Task objective —
Please return the lines of the data that contain "SPDX".

Stored items from a collection

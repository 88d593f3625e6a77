//! Zip to compressed-tar repackaging.
//!
//! Providers publish multi-file bundles as zip archives. The archive keeps
//! them as a single `{stem}.tar{ext}` in the configured codec instead.

use std::fs::File;
use std::io::{self, BufWriter};
use std::path::{Component, Path, PathBuf};

use log::debug;
use zip::ZipArchive;

use crate::core::error::{Error, Result};
use crate::storage::archiver::{create, file_name, publish, stem, tmp_path_for, Archiver};
use crate::storage::compression::Codec;

const PACKED_CODECS: [Codec; 4] = [Codec::Xz, Codec::Gzip, Codec::Bzip2, Codec::Zstd];

/// Every name the zip `zip_name` can carry once repacked, one per codec.
pub fn repacked_names(zip_name: &str) -> impl Iterator<Item = String> + '_ {
    let base = stem(zip_name);
    PACKED_CODECS
        .iter()
        .map(move |codec| format!("{base}.tar{}", codec.extension()))
}

/// The zip a `{base}.tar{ext}` was repacked from, whatever codec packed it.
pub fn zip_name_for(packed: &str) -> Option<String> {
    PACKED_CODECS.iter().find_map(|codec| {
        packed
            .strip_suffix(codec.extension())
            .and_then(|rest| rest.strip_suffix(".tar"))
            .filter(|base| !base.is_empty() && !base.ends_with('/'))
            .map(|base| format!("{base}.zip"))
    })
}

impl Archiver {
    /// Unpacks the zip at `archive` into a scratch directory, packs the
    /// contents into `{stem}.tar{codec ext}` beside it, then deletes the zip.
    ///
    /// The scratch directory is removed on every path out of this function,
    /// including failures part-way through extraction or packing. On failure
    /// the original zip is left untouched.
    pub fn repack(&self, archive: &Path, codec: Codec) -> Result<PathBuf> {
        let scratch_root = self.scratch_root();
        self.ensure_dir(&scratch_root)?;
        let scratch = tempfile::Builder::new()
            .prefix("railcron-repack-")
            .tempdir_in(&scratch_root)
            .map_err(|err| Error::archive("create_scratch", &scratch_root, err))?;

        extract_zip(archive, scratch.path())?;

        let name = file_name(archive)?;
        let dest = archive.with_file_name(format!("{}.tar{}", stem(&name), codec.extension()));
        let tmp = tmp_path_for(&dest)?;
        if let Err(err) = write_tar(scratch.path(), &tmp, codec) {
            let _ = std::fs::remove_file(&tmp);
            return Err(err);
        }
        publish(&tmp, &dest)?;
        std::fs::remove_file(archive)
            .map_err(|err| Error::archive("remove_source", archive, err))?;

        let scratch_path = scratch.path().to_path_buf();
        scratch
            .close()
            .map_err(|err| Error::archive("remove_scratch", &scratch_path, err))?;
        debug!("repacked {} -> {}", archive.display(), dest.display());
        Ok(dest)
    }
}

fn extract_zip(source: &Path, target: &Path) -> Result<()> {
    let file = File::open(source).map_err(|err| Error::archive("extract_zip.open", source, err))?;
    let mut archive = ZipArchive::new(file).map_err(|err| zip_error(source, err))?;

    for index in 0..archive.len() {
        let mut entry = archive.by_index(index).map_err(|err| zip_error(source, err))?;
        let entry_path = sanitize_entry(entry.name())?;
        let destination = target.join(&entry_path);

        if entry.is_dir() {
            std::fs::create_dir_all(&destination)
                .map_err(|err| Error::archive("extract_zip.create_dir", &destination, err))?;
            continue;
        }

        if let Some(parent) = destination.parent() {
            std::fs::create_dir_all(parent)
                .map_err(|err| Error::archive("extract_zip.create_parent", parent, err))?;
        }
        let mut output = File::create(&destination)
            .map_err(|err| Error::archive("extract_zip.create_file", &destination, err))?;
        io::copy(&mut entry, &mut output)
            .map_err(|err| Error::archive("extract_zip.copy", &destination, err))?;
    }
    Ok(())
}

fn sanitize_entry(entry: &str) -> Result<PathBuf> {
    let path = Path::new(entry);
    if path.is_absolute() {
        return Err(Error::Corrupt(format!("absolute zip entry: {entry}")));
    }
    let mut sanitized = PathBuf::new();
    for component in path.components() {
        match component {
            Component::Normal(segment) => sanitized.push(segment),
            Component::CurDir => {}
            _ => return Err(Error::Corrupt(format!("invalid zip entry: {entry}"))),
        }
    }
    if sanitized.as_os_str().is_empty() {
        return Err(Error::Corrupt(format!("empty zip entry: {entry:?}")));
    }
    Ok(sanitized)
}

fn write_tar(source_dir: &Path, dest: &Path, codec: Codec) -> Result<()> {
    let output = create(dest)?;
    let encoder = codec
        .encoder(BufWriter::new(output))
        .map_err(|err| Error::archive("tar.encode", dest, err))?;
    let mut builder = tar::Builder::new(encoder);

    let mut children = Vec::new();
    let listing =
        std::fs::read_dir(source_dir).map_err(|err| Error::archive("tar.scan", source_dir, err))?;
    for entry in listing {
        let entry = entry.map_err(|err| Error::archive("tar.scan", source_dir, err))?;
        children.push(entry.path());
    }
    children.sort();

    for child in children {
        let Some(name) = child.file_name() else {
            continue;
        };
        let appended = if child.is_dir() {
            builder.append_dir_all(name, &child)
        } else {
            builder.append_path_with_name(&child, name)
        };
        appended.map_err(|err| Error::archive("tar.append", &child, err))?;
    }

    let encoder = builder
        .into_inner()
        .map_err(|err| Error::archive("tar.finish", dest, err))?;
    let buffered = encoder
        .finish()
        .map_err(|err| Error::archive("tar.encode", dest, err))?;
    let file = buffered
        .into_inner()
        .map_err(|err| Error::archive("tar.flush", dest, err.into_error()))?;
    file.sync_all()
        .map_err(|err| Error::archive("tar.sync", dest, err))?;
    Ok(())
}

fn zip_error(path: &Path, err: zip::result::ZipError) -> Error {
    Error::Corrupt(format!("zip {}: {err}", path.display()))
}
// SPDX-FileCopyrightText: 2026 Wacast Contributors
// SPDX-License-Identifier: MIT OR Apache-2.0

//! Webhook signature verification using HMAC-SHA256.
//!
//! The vendor signs each webhook body with the app secret and sends the
//! result as `sha256=<hex>`. Verification runs over the raw bytes, before
//! any parsing.

use hmac::{Hmac, Mac};
use sha2::Sha256;
use wacast_core::WacastError;

type HmacSha256 = Hmac<Sha256>;

/// Header names that may carry the signature, in lookup order.
pub const SIGNATURE_HEADERS: [&str; 2] = ["x-hub-signature-256", "x-signature-256"];

fn parse_signature_header(header: &str) -> Option<Vec<u8>> {
    let hex_sig = header.trim().strip_prefix("sha256=")?;
    hex::decode(hex_sig).ok()
}

fn mac_for(secret: &str) -> Result<HmacSha256, WacastError> {
    HmacSha256::new_from_slice(secret.as_bytes())
        .map_err(|e| WacastError::Internal(format!("hmac key rejected: {e}")))
}

/// Header value (`sha256=<hex>`) for `payload` signed with `secret`.
pub fn sign_payload(payload: &[u8], secret: &str) -> Result<String, WacastError> {
    let mut mac = mac_for(secret)?;
    mac.update(payload);
    Ok(format!("sha256={}", hex::encode(mac.finalize().into_bytes())))
}

/// Verify a webhook signature header against the raw body.
///
/// A missing or malformed header fails the same way as a wrong digest.
/// The comparison is constant time.
pub fn verify_signature(
    payload: &[u8],
    header: Option<&str>,
    secret: &str,
) -> Result<(), WacastError> {
    let expected = header
        .and_then(parse_signature_header)
        .ok_or(WacastError::Signature)?;
    let mut mac = mac_for(secret)?;
    mac.update(payload);
    mac.verify_slice(&expected).map_err(|_| WacastError::Signature)
}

Expected answer —
// SPDX-FileCopyrightText: 2026 Wacast Contributors
// SPDX-License-Identifier: MIT OR Apache-2.0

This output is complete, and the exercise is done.